Role of genetic polymorphisms in CCL5/CCR5 axis to predict efficacy of regorafenib in patients with refractory metastatic colorectal cancer.

Abstract

596 Background: CCL5/CCR5 pathway is known to mediate VEGF-A production. A recent study reported that serum VEGF-A and CCL5 levels predict efficacy of regorafenib in metastatic colorectal cancer (mCRC). We tested whether genetic polymorphisms in the CCL5/CCR5 pathway are associated with outcomes in patients with refractory mCRC treated with regorafenib. Methods: We analyzed genomic DNA extracted from 229 samples of two cohorts receiving regorafenib: an evaluation cohort of 79 patients (median age 62 years, male 47%, median follow-up time 15.3 months); and a validation cohort of 150 patients (median age 62 years, male 54%, median follow-up time 36.4 months). Nine single nucleotide polymorphisms (SNPs) of genes in CCL5/CCR5 pathway ( CCL5, CCR5, PRCKD, CCL3, CCL4, KLF13, HIF1A) were analyzed by PCR-based direct sequencing. Associations between SNPs with progression-free survival (PFS) and overall survival (OS) were analyzed using Kaplan-Meier curves and log-rank test. Multivariable analyses including SNP and baseline characteristics were performed using the Cox proportional hazard regression model. Results: In the evaluation cohort, patients with any A allele in CCL4 rs1634517 had a significant shorter PFS compared to those with the C/C variant (2.0 vs. 2.5 months, HR 1.54, P= 0.043). Patients carrying any A allele in CCL3 rs1130371 had marginally significant shorter PFS (2.0 vs. 2.5 months, HR 1.48, P= 0.064) than those with the G/G variant.
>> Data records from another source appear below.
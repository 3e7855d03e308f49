//! Physical format labels and the MARC values they imply.
//!
//! A [`FormatTable`] maps every [`FormatLabel`] a classifier may produce to
//! a [`FormatRule`]: the leader fragment for positions 05-07, the 007
//! control field, an optional 008 literal and optional 935 $b/$c codes.
//! The table is an immutable value handed to whoever needs it; the
//! built-in default can be replaced by a JSON file.
//!
//! # Examples
//!
//! ```
//! use finc_marc::{FormatLabel, FormatTable};
//!
//! let table = FormatTable::default();
//! let dvd = table.get(FormatLabel::Dvd).unwrap();
//! assert_eq!(dvd.leader, "ngm");
//! assert_eq!(dvd.field_007, "vd");
//! assert_eq!(dvd.field_935b.as_deref(), Some("dvdv"));
//! ```

use crate::error::{ConvertError, Result};
use crate::leader::Leader;
use indexmap::IndexMap;
use serde::{Deserialize, Serialize};
use std::fmt;
use std::path::Path;
use std::str::FromStr;

/// Closed set of physical format labels.
#[derive(Debug, Clone, Copy, PartialEq, Eq, Hash, Serialize, Deserialize)]
pub enum FormatLabel {
    /// Printed book
    Buch,
    /// Multi-volume work (parent record)
    #[serde(rename = "Mehrbänder")]
    Mehrbaende,
    /// DVD video
    #[serde(rename = "DVD")]
    Dvd,
    /// Blu-ray disc
    #[serde(rename = "Blu-ray")]
    BluRay,
    /// Video file
    Videodatei,
    /// Audio CD
    #[serde(rename = "CD")]
    Cd,
    /// Video cassette
    Videokassette,
    /// Printed music
    Noten,
    /// Loose-leaf publication
    Loseblattsammlung,
    /// Film
    Film,
    /// Article
    Aufsatz,
    /// Physical object
    Objekt,
    /// Journal
    Zeitschrift,
    /// Anything else
    Sonstiges,
}

impl FormatLabel {
    /// Every label, in table order.
    pub const ALL: [FormatLabel; 14] = [
        FormatLabel::Buch,
        FormatLabel::Mehrbaende,
        FormatLabel::Dvd,
        FormatLabel::BluRay,
        FormatLabel::Videodatei,
        FormatLabel::Cd,
        FormatLabel::Videokassette,
        FormatLabel::Noten,
        FormatLabel::Loseblattsammlung,
        FormatLabel::Film,
        FormatLabel::Aufsatz,
        FormatLabel::Objekt,
        FormatLabel::Zeitschrift,
        FormatLabel::Sonstiges,
    ];

    /// The label as written in source data and format files.
    #[must_use]
    pub fn as_str(self) -> &'static str {
        match self {
            FormatLabel::Buch => "Buch",
            FormatLabel::Mehrbaende => "Mehrbänder",
            FormatLabel::Dvd => "DVD",
            FormatLabel::BluRay => "Blu-ray",
            FormatLabel::Videodatei => "Videodatei",
            FormatLabel::Cd => "CD",
            FormatLabel::Videokassette => "Videokassette",
            FormatLabel::Noten => "Noten",
            FormatLabel::Loseblattsammlung => "Loseblattsammlung",
            FormatLabel::Film => "Film",
            FormatLabel::Aufsatz => "Aufsatz",
            FormatLabel::Objekt => "Objekt",
            FormatLabel::Zeitschrift => "Zeitschrift",
            FormatLabel::Sonstiges => "Sonstiges",
        }
    }
}

impl fmt::Display for FormatLabel {
    fn fmt(&self, f: &mut fmt::Formatter<'_>) -> fmt::Result {
        f.write_str(self.as_str())
    }
}

impl FromStr for FormatLabel {
    type Err = ConvertError;

    fn from_str(s: &str) -> Result<Self> {
        FormatLabel::ALL
            .into_iter()
            .find(|label| label.as_str() == s)
            .ok_or_else(|| ConvertError::UnknownFormat(s.to_string()))
    }
}

/// MARC values implied by one format label.
#[derive(Debug, Clone, PartialEq, Eq, Serialize, Deserialize)]
pub struct FormatRule {
    /// Leader positions 05-07 (record status, type, bibliographic level)
    pub leader: String,
    /// Leader position 19, blank when absent
    #[serde(default, skip_serializing_if = "Option::is_none")]
    pub multipart_level: Option<char>,
    /// Control field 007
    #[serde(rename = "007")]
    pub field_007: String,
    /// Control field 008 literal
    #[serde(rename = "008", default, skip_serializing_if = "Option::is_none")]
    pub field_008: Option<String>,
    /// 935 $b (carrier code)
    #[serde(rename = "935b", default, skip_serializing_if = "Option::is_none")]
    pub field_935b: Option<String>,
    /// 935 $c (content code)
    #[serde(rename = "935c", default, skip_serializing_if = "Option::is_none")]
    pub field_935c: Option<String>,
}

impl FormatRule {
    fn new(leader: &str, field_007: &str) -> Self {
        FormatRule {
            leader: leader.to_string(),
            multipart_level: None,
            field_007: field_007.to_string(),
            field_008: None,
            field_935b: None,
            field_935c: None,
        }
    }

    fn with_935(mut self, b: Option<&str>, c: Option<&str>) -> Self {
        self.field_935b = b.map(str::to_string);
        self.field_935c = c.map(str::to_string);
        self
    }

    /// Output leader for records of this format.
    ///
    /// # Errors
    ///
    /// Returns [`ConvertError::InvalidLeader`] if the fragment is not three
    /// ASCII characters.
    pub fn leader(&self) -> Result<Leader> {
        Leader::from_fragment(&self.leader, self.multipart_level)
    }
}

/// Immutable label → rule lookup.
#[derive(Debug, Clone, PartialEq, Eq, Serialize, Deserialize)]
#[serde(transparent)]
pub struct FormatTable {
    rules: IndexMap<FormatLabel, FormatRule>,
}

impl Default for FormatTable {
    fn default() -> Self {
        let mut multipart = FormatRule::new("cam", "tu").with_935(Some("druck"), None);
        multipart.multipart_level = Some('a');
        let mut journal = FormatRule::new("nas", "tu");
        journal.field_008 = Some(format!("{:21}p", ""));

        FormatTable::from_rules([
            (
                FormatLabel::Buch,
                FormatRule::new("cam", "tu").with_935(Some("druck"), None),
            ),
            (FormatLabel::Mehrbaende, multipart),
            (
                FormatLabel::Dvd,
                FormatRule::new("ngm", "vd").with_935(Some("dvdv"), Some("vide")),
            ),
            (
                FormatLabel::BluRay,
                FormatRule::new("ngm", "vd").with_935(Some("bray"), Some("vide")),
            ),
            (
                FormatLabel::Videodatei,
                FormatRule::new("cam", "cr").with_935(Some("cofz"), Some("vide")),
            ),
            (
                FormatLabel::Cd,
                FormatRule::new("  m", "c").with_935(Some("cdda"), None),
            ),
            (
                FormatLabel::Videokassette,
                FormatRule::new("cgm", "vf").with_935(Some("vika"), Some("vide")),
            ),
            (
                FormatLabel::Noten,
                FormatRule::new("nom", "zm").with_935(None, Some("muno")),
            ),
            (FormatLabel::Loseblattsammlung, FormatRule::new("nai", "td")),
            (
                FormatLabel::Film,
                FormatRule::new("cam", "mu").with_935(Some("sobildtt"), None),
            ),
            (FormatLabel::Aufsatz, FormatRule::new("naa", "tu")),
            (
                FormatLabel::Objekt,
                FormatRule::new("crm", "zz").with_935(Some("gegenst"), None),
            ),
            (FormatLabel::Zeitschrift, journal),
            (FormatLabel::Sonstiges, FormatRule::new("npa", "tu")),
        ])
    }
}

impl FormatTable {
    /// Build a table from (label, rule) pairs. Later pairs replace earlier ones.
    pub fn from_rules(rules: impl IntoIterator<Item = (FormatLabel, FormatRule)>) -> Self {
        FormatTable {
            rules: rules.into_iter().collect(),
        }
    }

    /// Parse a table from JSON keyed by label, e.g. `{"Buch": {"leader": "cam", "007": "tu"}}`.
    ///
    /// # Errors
    ///
    /// Returns [`ConvertError::Config`] for invalid JSON, unknown labels, or
    /// leader fragments that are not three ASCII characters.
    pub fn from_json(json: &str) -> Result<Self> {
        let table: FormatTable = serde_json::from_str(json)?;
        for (label, rule) in &table.rules {
            rule.leader().map_err(|e| {
                ConvertError::Config(format!("format {label}: {e}"))
            })?;
        }
        Ok(table)
    }

    /// Load a table from a JSON file, see [`FormatTable::from_json`].
    ///
    /// # Errors
    ///
    /// Returns an I/O error if the file cannot be read, otherwise as
    /// [`FormatTable::from_json`].
    pub fn from_json_file(path: &Path) -> Result<Self> {
        let json = std::fs::read_to_string(path)?;
        Self::from_json(&json)
    }

    /// Rule for `label`.
    ///
    /// # Errors
    ///
    /// Returns [`ConvertError::UnknownFormat`] if the table has no entry for
    /// the label.
    pub fn get(&self, label: FormatLabel) -> Result<&FormatRule> {
        self.rules
            .get(&label)
            .ok_or_else(|| ConvertError::UnknownFormat(label.to_string()))
    }

    /// Labels present in the table, in table order.
    pub fn labels(&self) -> impl Iterator<Item = FormatLabel> + '_ {
        self.rules.keys().copied()
    }
}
In the validation cohort, Patients with any A allele in CCL4 rs1634517 had a shorter PFS (1.8 vs. 2.3 months, HR 1.74, P= 0.001) and OS (4.4 vs. 7.9 months, HR 1.65, P= 0.004) compared to those with the C/C variant. It remained significant in multivariable analysis for PFS and OS ( P= 0.012 and 0.041). Patients carrying any A allele in CCL3 rs1130371 had a shorter PFS (1.8 vs. 2.3 months, HR 1.66, P= 0.002) and OS (4.4 vs. 7.9 months, HR 1.65, P= 0.004) than those with the G/G variant; these effects were significant in multivariable model (PFS: P= 0.027; OS: P= 0.047). Conclusions: Genetic variants in the CCL5/CCR5 pathway, CCL4 rs1634517 and CCL3 rs1130371, may serve as predictive and prognostic markers in refractory mCRC patients receiving regorafenib.